▶

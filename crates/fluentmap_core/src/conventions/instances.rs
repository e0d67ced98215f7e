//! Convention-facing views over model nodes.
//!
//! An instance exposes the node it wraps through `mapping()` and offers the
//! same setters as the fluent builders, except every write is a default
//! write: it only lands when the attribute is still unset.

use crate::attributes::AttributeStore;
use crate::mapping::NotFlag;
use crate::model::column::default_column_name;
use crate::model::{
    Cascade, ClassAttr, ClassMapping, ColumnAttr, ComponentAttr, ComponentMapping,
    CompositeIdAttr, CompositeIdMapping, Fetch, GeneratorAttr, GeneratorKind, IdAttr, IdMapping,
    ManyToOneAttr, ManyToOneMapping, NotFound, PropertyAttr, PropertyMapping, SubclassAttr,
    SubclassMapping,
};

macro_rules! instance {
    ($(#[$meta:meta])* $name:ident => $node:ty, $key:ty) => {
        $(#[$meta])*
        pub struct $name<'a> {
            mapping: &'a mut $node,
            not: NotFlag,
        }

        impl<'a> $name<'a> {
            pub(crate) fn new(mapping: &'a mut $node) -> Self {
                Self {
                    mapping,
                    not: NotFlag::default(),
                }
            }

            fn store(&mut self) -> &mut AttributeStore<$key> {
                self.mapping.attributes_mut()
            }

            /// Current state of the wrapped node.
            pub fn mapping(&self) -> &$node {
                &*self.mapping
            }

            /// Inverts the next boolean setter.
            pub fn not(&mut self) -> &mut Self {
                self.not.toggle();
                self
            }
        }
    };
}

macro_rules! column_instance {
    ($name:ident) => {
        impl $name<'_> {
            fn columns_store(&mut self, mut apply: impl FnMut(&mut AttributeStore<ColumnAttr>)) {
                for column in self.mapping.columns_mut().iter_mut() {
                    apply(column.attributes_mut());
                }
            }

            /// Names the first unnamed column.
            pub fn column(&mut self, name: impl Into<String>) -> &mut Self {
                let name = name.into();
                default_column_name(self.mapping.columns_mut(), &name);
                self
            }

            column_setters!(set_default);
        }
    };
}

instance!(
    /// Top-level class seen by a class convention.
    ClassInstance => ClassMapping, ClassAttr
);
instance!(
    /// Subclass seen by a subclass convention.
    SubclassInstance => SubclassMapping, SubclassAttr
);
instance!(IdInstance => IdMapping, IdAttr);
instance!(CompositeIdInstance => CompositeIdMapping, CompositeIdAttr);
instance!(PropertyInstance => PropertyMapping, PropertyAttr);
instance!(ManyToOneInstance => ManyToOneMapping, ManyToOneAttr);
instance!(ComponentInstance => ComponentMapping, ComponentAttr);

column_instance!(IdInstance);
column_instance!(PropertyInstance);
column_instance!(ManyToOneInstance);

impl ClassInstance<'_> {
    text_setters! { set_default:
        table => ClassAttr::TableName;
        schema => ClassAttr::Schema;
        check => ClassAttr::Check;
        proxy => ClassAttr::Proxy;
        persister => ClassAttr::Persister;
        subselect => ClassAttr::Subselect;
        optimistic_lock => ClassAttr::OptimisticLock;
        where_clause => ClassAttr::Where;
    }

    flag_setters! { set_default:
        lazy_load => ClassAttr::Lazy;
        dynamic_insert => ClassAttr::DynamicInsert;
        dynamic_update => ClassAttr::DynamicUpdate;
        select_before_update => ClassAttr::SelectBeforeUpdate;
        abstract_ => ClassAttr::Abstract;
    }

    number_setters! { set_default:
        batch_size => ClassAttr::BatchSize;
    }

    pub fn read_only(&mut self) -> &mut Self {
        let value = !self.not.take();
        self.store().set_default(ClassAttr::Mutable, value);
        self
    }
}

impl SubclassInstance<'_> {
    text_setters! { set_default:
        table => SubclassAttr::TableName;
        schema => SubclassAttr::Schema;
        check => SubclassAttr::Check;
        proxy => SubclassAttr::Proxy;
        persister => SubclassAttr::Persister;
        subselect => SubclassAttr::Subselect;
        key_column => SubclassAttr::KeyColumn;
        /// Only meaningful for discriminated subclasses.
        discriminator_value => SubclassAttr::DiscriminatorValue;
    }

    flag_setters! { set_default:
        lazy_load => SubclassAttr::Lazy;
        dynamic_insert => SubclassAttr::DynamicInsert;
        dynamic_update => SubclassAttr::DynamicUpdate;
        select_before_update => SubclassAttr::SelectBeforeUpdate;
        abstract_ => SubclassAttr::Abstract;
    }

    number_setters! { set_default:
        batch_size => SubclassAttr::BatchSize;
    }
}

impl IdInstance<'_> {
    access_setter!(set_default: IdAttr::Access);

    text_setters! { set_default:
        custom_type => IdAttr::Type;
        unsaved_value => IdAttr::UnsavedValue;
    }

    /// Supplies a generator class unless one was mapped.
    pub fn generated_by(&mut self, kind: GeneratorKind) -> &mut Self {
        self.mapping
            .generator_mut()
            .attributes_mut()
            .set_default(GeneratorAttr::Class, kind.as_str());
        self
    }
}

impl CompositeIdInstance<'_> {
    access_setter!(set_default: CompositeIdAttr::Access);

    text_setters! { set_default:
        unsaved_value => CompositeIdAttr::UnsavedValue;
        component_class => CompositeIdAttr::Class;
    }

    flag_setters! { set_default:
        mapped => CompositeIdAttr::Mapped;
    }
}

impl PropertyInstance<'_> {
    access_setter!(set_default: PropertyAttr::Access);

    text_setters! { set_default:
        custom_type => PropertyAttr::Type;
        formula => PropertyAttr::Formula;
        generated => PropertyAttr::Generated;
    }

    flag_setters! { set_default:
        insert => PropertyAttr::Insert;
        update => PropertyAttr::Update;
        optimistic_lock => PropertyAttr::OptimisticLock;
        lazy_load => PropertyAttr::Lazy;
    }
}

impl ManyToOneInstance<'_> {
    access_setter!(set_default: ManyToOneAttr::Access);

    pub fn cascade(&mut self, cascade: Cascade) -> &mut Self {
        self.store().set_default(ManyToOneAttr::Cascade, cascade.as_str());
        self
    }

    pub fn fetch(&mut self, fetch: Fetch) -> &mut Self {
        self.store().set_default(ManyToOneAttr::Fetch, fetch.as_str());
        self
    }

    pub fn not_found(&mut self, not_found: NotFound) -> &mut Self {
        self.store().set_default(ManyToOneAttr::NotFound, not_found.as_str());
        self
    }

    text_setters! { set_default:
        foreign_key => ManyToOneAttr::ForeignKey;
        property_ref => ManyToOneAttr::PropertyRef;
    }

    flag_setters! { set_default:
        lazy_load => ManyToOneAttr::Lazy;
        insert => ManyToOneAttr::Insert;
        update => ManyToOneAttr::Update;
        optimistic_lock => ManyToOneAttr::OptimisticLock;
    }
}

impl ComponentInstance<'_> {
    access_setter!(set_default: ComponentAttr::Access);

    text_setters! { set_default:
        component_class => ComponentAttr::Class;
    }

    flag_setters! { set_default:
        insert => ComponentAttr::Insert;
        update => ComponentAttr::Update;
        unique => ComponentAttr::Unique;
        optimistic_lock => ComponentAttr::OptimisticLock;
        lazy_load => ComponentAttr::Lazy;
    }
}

◀

What to work on: Show every line from the entries above in which "Check" appears.

Solution to this exercise:
        check => ClassAttr::Check;
        check => SubclassAttr::Check;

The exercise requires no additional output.